Medan-SuaraNusantara
Agus Santi Simanjuntak (30)—karyawan bidang administrasi RS St Elisabeth—mengaku sudah memperjuangkan haknya sejak 19 Agustus 2016, dengan mengajukan surat resmi kepada direksi rumah sakit. Namun, proses tersebut tidak berjalan sebagaimana yang diharapkannya, sehingga Santi Simanjuntak minta perlindungan hukum ke Law Firm Dhipa Adista Justicia yang berkantor di Jalan Merak Jingga No 7 Medan.
Anehnya, setelah dua kali diupayakan mediasi bipartit dengan kuasa hukum pihak RS St Elisabeth, Betman Sitorus S.H, dan tidak ada titik temu, malah Santi Simanjuntak menerima Surat Peringatan (SP) dari pihak manajemen.
“Surat itu tertanggal 26 September, tetapi diberikan kepada saya pada tanggal 28 September. Saya merasa bahwa SP itu keluar karena saya menyatakan masalah tuntutan saya dilanjutkan saja,” kata Santi Simanjuntak.
Menurut Santi Simanjuntak, ada kejanggalan dalam penetapan SP baginya. Karena, sebelumnya dia tidak ada menerima SP I, ternyata sudah diberikan SP II.

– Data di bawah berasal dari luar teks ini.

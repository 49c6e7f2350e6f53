use chrono::NaiveDate;
use serde::Serialize;

/// One aggregate expression in the SELECT list
#[derive(Debug, Clone, PartialEq, Serialize)]
pub struct SelectedMetric {
    pub name: String,
    pub expression: String,
    pub table: String,
    pub origin: MetricOrigin,
}

#[derive(Debug, Clone, Copy, PartialEq, Eq, Serialize)]
#[serde(rename_all = "snake_case")]
pub enum MetricOrigin {
    /// A named entry in `common_metrics`
    Defined,
    /// A column aggregation rule
    Column,
    /// Pulled from the selected template's required metrics
    Template,
}

impl SelectedMetric {
    pub fn render(&self) -> String {
        format!("{} AS {}", self.expression, self.name)
    }
}

/// `JOIN to ON from.a = to.b`, where `from` is already part of the query
#[derive(Debug, Clone, PartialEq, Serialize)]
pub struct JoinStep {
    pub from: String,
    pub to: String,
    pub relationship_type: String,
    /// (column on `from`, column on `to`)
    pub keys: Vec<(String, String)>,
}

#[derive(Debug, Clone, PartialEq, Serialize)]
pub struct TimeWindow {
    /// Name of the matched time pattern, `None` for the default window
    pub pattern: Option<String>,
    pub start: NaiveDate,
    pub end: NaiveDate,
    pub table: String,
    pub column: String,
}

/// Everything generation decided for one request.
#[derive(Debug, Clone, PartialEq, Serialize)]
pub struct QueryContext {
    pub query_type: Option<String>,
    pub required_tables: Vec<String>,
    pub primary_table: String,
    pub metrics: Vec<SelectedMetric>,
    pub time_window: TimeWindow,
    pub joins: Vec<JoinStep>,
    pub template: String,
}

impl QueryContext {
    /// Tables referenced by the final SQL, primary first then in join order
    pub fn referenced_tables(&self) -> Vec<String> {
        let mut tables = vec![self.primary_table.clone()];
        tables.extend(self.joins.iter().map(|j| j.to.clone()));
        tables
    }
}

“Saya sudah bekerja kurun waktu 5 tahun di rumahsakit tersebut. Saya masih ingat, pada 9 September 2011, pihak rumah sakit meminta kepada pihak Universitas HKBP Nommensen untuk mempersiapkan alumni Jurusan Perkantoran Diploma 3, dalam kaitan pihak manejemen ingin mempertahankan status akreditasi B RS St Elisabeth. Jadi saya bekerja dengan baik, dan cukup profesional selama ini,” katanya.
Kuasa hukum Santi Simanjuntak, Parma Bintang S.H dari Law Firm Dhipa Adista Justicia Medan, membenarkan bahwa pihaknya telah mengajukan Hal: Teguran Hukum (Somasi) kepada pihak RS St Elisabeth pada 8 September 2016 dengan No: 0007/DHIPA-MEDAN/IX/2016.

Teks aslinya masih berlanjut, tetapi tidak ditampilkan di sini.